[[ Records for this task open ]]

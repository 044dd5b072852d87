//! Bearer tokens: issuance at login and verification on protected routes.

use std::time::Duration;

use axum::extract::FromRequestParts;
use axum::http::header::AUTHORIZATION;
use axum::http::request::Parts;
use chrono::{DateTime, Utc};
use jsonwebtoken::{Algorithm, DecodingKey, EncodingKey, Header, Validation};
use serde::{Deserialize, Serialize};
use userhub_core::error::DomainError;
use userhub_core::user::User;
use uuid::Uuid;

use crate::error::ApiError;
use crate::state::AppState;

/// Claims carried by a login token.
#[derive(Debug, Clone, PartialEq, Eq, Serialize, Deserialize)]
pub struct Claims {
    /// The user id.
    pub sub: String,
    /// Nickname at issuance.
    pub nick_name: String,
    /// E-mail at issuance.
    pub email: String,
    /// Issued at, seconds since the Unix epoch.
    pub iat: i64,
    /// Expiry, seconds since the Unix epoch.
    pub exp: i64,
}

/// HS256 token issuer and verifier.
pub struct TokenService {
    encoding: EncodingKey,
    decoding: DecodingKey,
    validation: Validation,
    ttl: Duration,
}

impl TokenService {
    /// Creates a service signing with `secret`; tokens live for `ttl`.
    #[must_use]
    pub fn new(secret: &[u8], ttl: Duration) -> Self {
        Self {
            encoding: EncodingKey::from_secret(secret),
            decoding: DecodingKey::from_secret(secret),
            validation: Validation::new(Algorithm::HS256),
            ttl,
        }
    }

    /// Token lifetime in seconds.
    #[must_use]
    pub fn ttl_seconds(&self) -> u64 {
        self.ttl.as_secs()
    }

    /// Issues a token for `user`, valid from `now`.
    ///
    /// # Errors
    ///
    /// Returns `DomainError::Infrastructure` if signing fails.
    pub fn issue(&self, user: &User, now: DateTime<Utc>) -> Result<String, DomainError> {
        let iat = now.timestamp();
        let claims = Claims {
            sub: user.id.to_string(),
            nick_name: user.nickname.clone(),
            email: user.email.clone(),
            iat,
            exp: iat.saturating_add(i64::try_from(self.ttl.as_secs()).unwrap_or(i64::MAX)),
        };
        jsonwebtoken::encode(&Header::new(Algorithm::HS256), &claims, &self.encoding)
            .map_err(|e| DomainError::Infrastructure(format!("token signing failed: {e}")))
    }

    /// Verifies signature and expiry and returns the claims.
    ///
    /// # Errors
    ///
    /// Returns `ApiError::Unauthorized` for any invalid token.
    pub fn verify(&self, token: &str) -> Result<Claims, ApiError> {
        jsonwebtoken::decode::<Claims>(token, &self.decoding, &self.validation)
            .map(|data| data.claims)
            .map_err(|e| ApiError::Unauthorized(format!("invalid token: {e}")))
    }
}

/// The caller identified by a valid bearer token.
#[derive(Debug, Clone)]
pub struct AuthenticatedUser {
    /// Verified claims.
    pub claims: Claims,
}

impl AuthenticatedUser {
    /// Fails unless the token subject is `user_id`.
    ///
    /// # Errors
    ///
    /// Returns `ApiError::Unauthorized` on a mismatch.
    pub fn ensure_owner(&self, user_id: Uuid) -> Result<(), ApiError> {
        if Uuid::parse_str(&self.claims.sub).ok() == Some(user_id) {
            Ok(())
        } else {
            Err(ApiError::Unauthorized(
                "token subject does not match the target user".into(),
            ))
        }
    }
}

impl FromRequestParts<AppState> for AuthenticatedUser {
    type Rejection = ApiError;

    async fn from_request_parts(parts: &mut Parts, state: &AppState) -> Result<Self, Self::Rejection> {
        let header = parts
            .headers
            .get(AUTHORIZATION)
            .and_then(|value| value.to_str().ok())
            .ok_or_else(|| ApiError::Unauthorized("missing bearer token".into()))?;
        let token = header
            .strip_prefix("Bearer ")
            .map(str::trim)
            .filter(|t| !t.is_empty())
            .ok_or_else(|| ApiError::Unauthorized("malformed authorization header".into()))?;

        let claims = state.tokens.verify(token)?;
        Ok(Self { claims })
    }
}
//! UserHub worker.
//!
//! The worker owns the user store. It accepts one `EventRelay` stream per
//! gateway request, answers the single event on it, and releases the stream.

pub mod config;
pub mod error;
pub mod handler;
pub mod server;
//! User repository abstraction.

use async_trait::async_trait;
use chrono::{DateTime, Utc};
use uuid::Uuid;

use crate::error::DomainError;
use crate::pagination::{Page, PageRequest};
use crate::user::User;

/// Durable storage for users.
///
/// Every read and write only sees live rows: a soft-deleted user is
/// indistinguishable from one that never existed.
#[async_trait]
pub trait UserRepository: Send + Sync {
    /// Persist a new user.
    ///
    /// Fails with `DomainError::Duplicate` if a live user already holds the
    /// nickname or e-mail.
    async fn insert(&self, user: &User) -> Result<(), DomainError>;

    /// Overwrite a live user's attributes.
    ///
    /// `expected_version` is the version the caller loaded; the write fails
    /// with `DomainError::ConcurrencyConflict` if the stored version differs.
    /// `user.version` is the version to store.
    async fn update(&self, user: &User, expected_version: i64) -> Result<(), DomainError>;

    /// Mark a live user as deleted at `at`.
    async fn soft_delete(&self, id: Uuid, at: DateTime<Utc>) -> Result<(), DomainError>;

    /// Load a live user by id.
    async fn find_by_id(&self, id: Uuid) -> Result<Option<User>, DomainError>;

    /// Load a live user by nickname.
    async fn find_by_nickname(&self, nickname: &str) -> Result<Option<User>, DomainError>;

    /// Load a live user by e-mail.
    async fn find_by_email(&self, email: &str) -> Result<Option<User>, DomainError>;

    /// One filtered, sorted page of live users.
    async fn list(&self, request: &PageRequest) -> Result<Page<User>, DomainError>;
}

[[ Records for this task closed ]]

Task item: The whole block of data above should be printed again verbatim.

Solved exercise:
repository 044dd5b072852d87
//! Bearer tokens: issuance at login and verification on protected routes.

use std::time::Duration;

use axum::extract::FromRequestParts;
use axum::http::header::AUTHORIZATION;
use axum::http::request::Parts;
use chrono::{DateTime, Utc};
use jsonwebtoken::{Algorithm, DecodingKey, EncodingKey, Header, Validation};
use serde::{Deserialize, Serialize};
use userhub_core::error::DomainError;
use userhub_core::user::User;
use uuid::Uuid;

use crate::error::ApiError;
use crate::state::AppState;

/// Claims carried by a login token.
#[derive(Debug, Clone, PartialEq, Eq, Serialize, Deserialize)]
pub struct Claims {
    /// The user id.
    pub sub: String,
    /// Nickname at issuance.
    pub nick_name: String,
    /// E-mail at issuance.
    pub email: String,
    /// Issued at, seconds since the Unix epoch.
    pub iat: i64,
    /// Expiry, seconds since the Unix epoch.
    pub exp: i64,
}

/// HS256 token issuer and verifier.
pub struct TokenService {
    encoding: EncodingKey,
    decoding: DecodingKey,
    validation: Validation,
    ttl: Duration,
}

impl TokenService {
    /// Creates a service signing with `secret`; tokens live for `ttl`.
    #[must_use]
    pub fn new(secret: &[u8], ttl: Duration) -> Self {
        Self {
            encoding: EncodingKey::from_secret(secret),
            decoding: DecodingKey::from_secret(secret),
            validation: Validation::new(Algorithm::HS256),
            ttl,
        }
    }

    /// Token lifetime in seconds.
    #[must_use]
    pub fn ttl_seconds(&self) -> u64 {
        self.ttl.as_secs()
    }

    /// Issues a token for `user`, valid from `now`.
    ///
    /// # Errors
    ///
    /// Returns `DomainError::Infrastructure` if signing fails.
    pub fn issue(&self, user: &User, now: DateTime<Utc>) -> Result<String, DomainError> {
        let iat = now.timestamp();
        let claims = Claims {
            sub: user.id.to_string(),
            nick_name: user.nickname.clone(),
            email: user.email.clone(),
            iat,
            exp: iat.saturating_add(i64::try_from(self.ttl.as_secs()).unwrap_or(i64::MAX)),
        };
        jsonwebtoken::encode(&Header::new(Algorithm::HS256), &claims, &self.encoding)
            .map_err(|e| DomainError::Infrastructure(format!("token signing failed: {e}")))
    }

    /// Verifies signature and expiry and returns the claims.
    ///
    /// # Errors
    ///
    /// Returns `ApiError::Unauthorized` for any invalid token.
    pub fn verify(&self, token: &str) -> Result<Claims, ApiError> {
        jsonwebtoken::decode::<Claims>(token, &self.decoding, &self.validation)
            .map(|data| data.claims)
            .map_err(|e| ApiError::Unauthorized(format!("invalid token: {e}")))
    }
}

/// The caller identified by a valid bearer token.
#[derive(Debug, Clone)]
pub struct AuthenticatedUser {
    /// Verified claims.
    pub claims: Claims,
}

impl AuthenticatedUser {
    /// Fails unless the token subject is `user_id`.
    ///
    /// # Errors
    ///
    /// Returns `ApiError::Unauthorized` on a mismatch.
    pub fn ensure_owner(&self, user_id: Uuid) -> Result<(), ApiError> {
        if Uuid::parse_str(&self.claims.sub).ok() == Some(user_id) {
            Ok(())
        } else {
            Err(ApiError::Unauthorized(
                "token subject does not match the target user".into(),
            ))
        }
    }
}

impl FromRequestParts<AppState> for AuthenticatedUser {
    type Rejection = ApiError;

    async fn from_request_parts(parts: &mut Parts, state: &AppState) -> Result<Self, Self::Rejection> {
        let header = parts
            .headers
            .get(AUTHORIZATION)
            .and_then(|value| value.to_str().ok())
            .ok_or_else(|| ApiError::Unauthorized("missing bearer token".into()))?;
        let token = header
            .strip_prefix("Bearer ")
            .map(str::trim)
            .filter(|t| !t.is_empty())
            .ok_or_else(|| ApiError::Unauthorized("malformed authorization header".into()))?;

        let claims = state.tokens.verify(token)?;
        Ok(Self { claims })
    }
}
//! UserHub worker.
//!
//! The worker owns the user store. It accepts one `EventRelay` stream per
//! gateway request, answers the single event on it, and releases the stream.

pub mod config;
pub mod error;
pub mod handler;
pub mod server;
//! User repository abstraction.

use async_trait::async_trait;
use chrono::{DateTime, Utc};
use uuid::Uuid;

use crate::error::DomainError;
use crate::pagination::{Page, PageRequest};
use crate::user::User;

/// Durable storage for users.
///
/// Every read and write only sees live rows: a soft-deleted user is
/// indistinguishable from one that never existed.
#[async_trait]
pub trait UserRepository: Send + Sync {
    /// Persist a new user.
    ///
    /// Fails with `DomainError::Duplicate` if a live user already holds the
    /// nickname or e-mail.
    async fn insert(&self, user: &User) -> Result<(), DomainError>;

    /// Overwrite a live user's attributes.
    ///
    /// `expected_version` is the version the caller loaded; the write fails
    /// with `DomainError::ConcurrencyConflict` if the stored version differs.
    /// `user.version` is the version to store.
    async fn update(&self, user: &User, expected_version: i64) -> Result<(), DomainError>;

    /// Mark a live user as deleted at `at`.
    async fn soft_delete(&self, id: Uuid, at: DateTime<Utc>) -> Result<(), DomainError>;

    /// Load a live user by id.
    async fn find_by_id(&self, id: Uuid) -> Result<Option<User>, DomainError>;

    /// Load a live user by nickname.
    async fn find_by_nickname(&self, nickname: &str) -> Result<Option<User>, DomainError>;

    /// Load a live user by e-mail.
    async fn find_by_email(&self, email: &str) -> Result<Option<User>, DomainError>;

    /// One filtered, sorted page of live users.
    async fn list(&self, request: &PageRequest) -> Result<Page<User>, DomainError>;
}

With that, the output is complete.